_Task objective_: Take the entries that follow and return exactly the lines from the one holding "transaction in Queue 1" through the one holding "Change priority; requires", both included. Nothing else is needed.
··· Records for processing
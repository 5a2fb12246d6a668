//! Decision-tree type definitions
//!
//! JSON format for declarative policies. All types deserialize from JSON
//! and are validated before use (see `validation`).

use serde::{Deserialize, Serialize};
use std::collections::BTreeMap;

// ============================================================================
// DECISION TREE DEFINITION
// ============================================================================

/// Complete decision tree definition
///
/// Root object deserialized from JSON policy files.
#[derive(Debug, Clone, Serialize, Deserialize)]
pub struct PolicyTreeDef {
    /// Schema version (currently "1.0")
    pub version: String,

    /// Unique identifier for this policy
    pub policy_id: String,

    /// Optional human-readable description
    #[serde(default)]
    pub description: Option<String>,

    /// Root of the payment decision tree
    pub root: TreeNode,

    /// Named parameters (thresholds, constants)
    #[serde(default)]
    pub parameters: BTreeMap<String, f64>,
}

// ============================================================================
// TREE NODES
// ============================================================================

/// A node in the decision tree
#[derive(Debug, Clone, Serialize, Deserialize)]
#[serde(tag = "type", rename_all = "lowercase")]
pub enum TreeNode {
    /// Conditional branch node
    Condition {
        /// Unique node identifier
        node_id: String,

        /// Optional human-readable description
        #[serde(default)]
        description: String,

        /// Boolean expression to evaluate
        condition: Expression,

        /// Node to visit if condition is true
        on_true: Box<TreeNode>,

        /// Node to visit if condition is false
        on_false: Box<TreeNode>,
    },

    /// Terminal action node
    Action {
        /// Unique node identifier
        node_id: String,

        /// Action to take
        action: ActionType,

        /// Optional action parameters (e.g. `parts` for Split)
        #[serde(default)]
        parameters: BTreeMap<String, ValueOrCompute>,
    },
}

impl TreeNode {
    /// Get the node ID
    pub fn node_id(&self) -> &str {
        match self {
            TreeNode::Condition { node_id, .. } => node_id,
            TreeNode::Action { node_id, .. } => node_id,
        }
    }

    /// Check if this is an action node
    pub fn is_action(&self) -> bool {
        matches!(self, TreeNode::Action { .. })
    }
}

// ============================================================================
// EXPRESSIONS
// ============================================================================

/// Boolean expression over the evaluation context
#[derive(Debug, Clone, Serialize, Deserialize)]
#[serde(tag = "op")]
pub enum Expression {
    // Comparison operators
    /// Equal (with epsilon tolerance for floats)
    #[serde(rename = "==")]
    Equal { left: Value, right: Value },

    /// Not equal
    #[serde(rename = "!=")]
    NotEqual { left: Value, right: Value },

    /// Less than
    #[serde(rename = "<")]
    LessThan { left: Value, right: Value },

    /// Less than or equal
    #[serde(rename = "<=")]
    LessOrEqual { left: Value, right: Value },

    /// Greater than
    #[serde(rename = ">")]
    GreaterThan { left: Value, right: Value },

    /// Greater than or equal
    #[serde(rename = ">=")]
    GreaterOrEqual { left: Value, right: Value },

    // Logical operators
    /// Logical AND (short-circuit evaluation)
    #[serde(rename = "and")]
    And { conditions: Vec<Expression> },

    /// Logical OR (short-circuit evaluation)
    #[serde(rename = "or")]
    Or { conditions: Vec<Expression> },

    /// Logical NOT
    #[serde(rename = "not")]
    Not { condition: Box<Expression> },
}

// ============================================================================
// VALUES
// ============================================================================

/// A value in an expression
#[derive(Debug, Clone, Serialize, Deserialize)]
#[serde(untagged)]
pub enum Value {
    /// Reference to a field in the evaluation context
    /// (e.g. "balance", "amount", "ticks_to_deadline")
    Field { field: String },

    /// Reference to a named tree parameter
    Param { param: String },

    /// Literal value (number or boolean)
    Literal { value: serde_json::Value },

    /// Computed value (arithmetic expression)
    Compute { compute: Box<Computation> },
}

/// A value or computation used in action parameters
#[derive(Debug, Clone, Serialize, Deserialize)]
#[serde(untagged)]
pub enum ValueOrCompute {
    /// Direct literal value
    Direct { value: serde_json::Value },

    /// Field reference
    Field { field: String },

    /// Parameter reference
    Param { param: String },

    /// Computed value
    Compute { compute: Computation },
}

// ============================================================================
// COMPUTATIONS
// ============================================================================

/// Arithmetic computation evaluating to a numeric value
#[derive(Debug, Clone, Serialize, Deserialize)]
#[serde(tag = "op")]
pub enum Computation {
    /// Addition
    #[serde(rename = "+")]
    Add { left: Value, right: Value },

    /// Subtraction
    #[serde(rename = "-")]
    Subtract { left: Value, right: Value },

    /// Multiplication
    #[serde(rename = "*")]
    Multiply { left: Value, right: Value },

    /// Division (checked for divide-by-zero at runtime)
    #[serde(rename = "/")]
    Divide { left: Value, right: Value },

    /// Maximum of multiple values
    #[serde(rename = "max")]
    Max { values: Vec<Value> },

    /// Minimum of multiple values
    #[serde(rename = "min")]
    Min { values: Vec<Value> },

    /// Absolute value
    #[serde(rename = "abs")]
    Abs { value: Value },

    /// Round down to nearest integer
    #[serde(rename = "floor")]
    Floor { value: Value },
}

// ============================================================================
// ACTIONS
// ============================================================================

/// Action type for terminal nodes
///
/// Maps one-to-one onto [`crate::policy::Decision`].
#[derive(Debug, Clone, Copy, PartialEq, Eq, Serialize, Deserialize)]
#[serde(rename_all = "PascalCase")]
pub enum ActionType {
    /// Release the transaction to the RTGS path
    Release,

    /// Hold the transaction in Queue 1
    Hold,

    /// Drop the transaction (penalized)
    Drop,

    /// Split a divisible transaction; requires a `parts` parameter >= 2
    Split,

    /// Change priority; requires a `new_priority` parameter
    Reprioritize,
}

// ============================================================================
// TESTS
// ============================================================================

#[cfg(test)]
mod tests {
    use super::*;

    #[test]
    fn test_parse_minimal_tree() {
        let json = r#"{
            "version": "1.0",
            "policy_id": "minimal_test",
            "root": {
                "node_id": "N1",
                "type": "condition",
                "condition": {
                    "op": ">",
                    "left": {"field": "balance"},
                    "right": {"field": "amount"}
                },
                "on_true": {
                    "node_id": "A1",
                    "type": "action",
                    "action": "Release"
                },
                "on_false": {
                    "node_id": "A2",
                    "type": "action",
                    "action": "Hold"
                }
            }
        }"#;

        let tree: PolicyTreeDef = serde_json::from_str(json).unwrap();
        assert_eq!(tree.version, "1.0");
        assert_eq!(tree.policy_id, "minimal_test");
        assert!(matches!(tree.root, TreeNode::Condition { .. }));
    }

    #[test]
    fn test_parse_all_comparison_operators() {
        for op in ["==", "!=", "<", "<=", ">", ">="] {
            let json = format!(
                r#"{{
                    "op": "{}",
                    "left": {{"field": "balance"}},
                    "right": {{"value": 0}}
                }}"#,
                op
            );
            let expr: Result<Expression, _> = serde_json::from_str(&json);
            assert!(expr.is_ok(), "failed to parse operator {}: {:?}", op, expr.err());
        }
    }

    #[test]
    fn test_parse_action_with_parameters() {
        let json = r#"{
            "node_id": "A1",
            "type": "action",
            "action": "Split",
            "parameters": {
                "parts": {"value": 2}
            }
        }"#;

        let node: TreeNode = serde_json::from_str(json).unwrap();
        assert!(node.is_action());
        match node {
            TreeNode::Action { action, parameters, .. } => {
                assert_eq!(action, ActionType::Split);
                assert!(parameters.contains_key("parts"));
            }
            _ => unreachable!(),
        }
    }

    #[test]
    fn test_parse_all_value_types() {
        let field: Value = serde_json::from_str(r#"{"field": "balance"}"#).unwrap();
        assert!(matches!(field, Value::Field { .. }));

        let param: Value = serde_json::from_str(r#"{"param": "threshold"}"#).unwrap();
        assert!(matches!(param, Value::Param { .. }));

        let literal: Value = serde_json::from_str(r#"{"value": 100}"#).unwrap();
        assert!(matches!(literal, Value::Literal { .. }));

        let compute: Value = serde_json::from_str(
            r#"{"compute": {"op": "+", "left": {"field": "balance"}, "right": {"value": 1}}}"#,
        )
        .unwrap();
        assert!(matches!(compute, Value::Compute { .. }));
    }

    #[test]
    fn test_reject_missing_version() {
        let json = r#"{
            "policy_id": "invalid",
            "root": {"node_id": "A1", "type": "action", "action": "Hold"}
        }"#;

        let tree: Result<PolicyTreeDef, _> = serde_json::from_str(json);
        assert!(tree.is_err());
    }
}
······
_Answer to this problem_:
    /// Hold the transaction in Queue 1
    Hold,

    /// Drop the transaction (penalized)
    Drop,

    /// Split a divisible transaction; requires a `parts` parameter >= 2
    Split,

    /// Change priority; requires a `new_priority` parameter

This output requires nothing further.